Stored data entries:
*** Block opens ***

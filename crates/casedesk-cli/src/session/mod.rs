//! Client construction and session persistence for the CLI.

pub mod storage;

use std::sync::Arc;
use std::time::Duration;

use anyhow::{Context, Result};
use tracing::debug;

use casedesk::error::AuthError;
use casedesk::{ApiUrl, Client, ClientConfig, Navigation, Navigator};

use crate::cli::Cli;
use crate::output;

/// Hint printed when the session is gone.
pub const LOGIN_HINT: &str = "No active session. Run 'casedesk login' first.";

/// Reacts to the gateway tearing the session down.
#[derive(Debug, Default)]
pub struct CliNavigator;

impl Navigator for CliNavigator {
    fn navigate(&self, to: Navigation) {
        match to {
            Navigation::Login => {
                output::warning("Session expired. Run 'casedesk login' to sign in again.")
            }
            Navigation::Path(path) => debug!(%path, "Ignoring navigation"),
        }
    }
}

/// Build the client configuration from the global flags.
pub fn config(cli: &Cli) -> Result<ClientConfig> {
    let mut config = ClientConfig::default();

    if let Some(url) = &cli.api_url {
        config.base_url = ApiUrl::new(url).context("Invalid API URL")?;
    }
    if let Some(secs) = cli.timeout {
        config = config.with_timeout(Duration::from_secs(secs));
    }

    Ok(config)
}

/// Open a client over the stored session.
pub fn open(cli: &Cli) -> Result<Client> {
    let config = config(cli)?;
    let store = storage::open_store()?;
    debug!(path = %store.path().display(), api = %config.base_url, "Opening session");

    Client::restore(&config, store, Arc::new(CliNavigator)).context("Failed to load session")
}

/// Fail unless a session is held.
pub fn require(client: &Client) -> Result<()> {
    if client.session().is_authenticated() {
        Ok(())
    } else {
        Err(AuthError::NotAuthenticated).context(LOGIN_HINT)
    }
}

*** Block closes ***

▶ **The task**
The answer should be a single number: how many lines in the records contain "secs".

▶ **Completed exercise**
2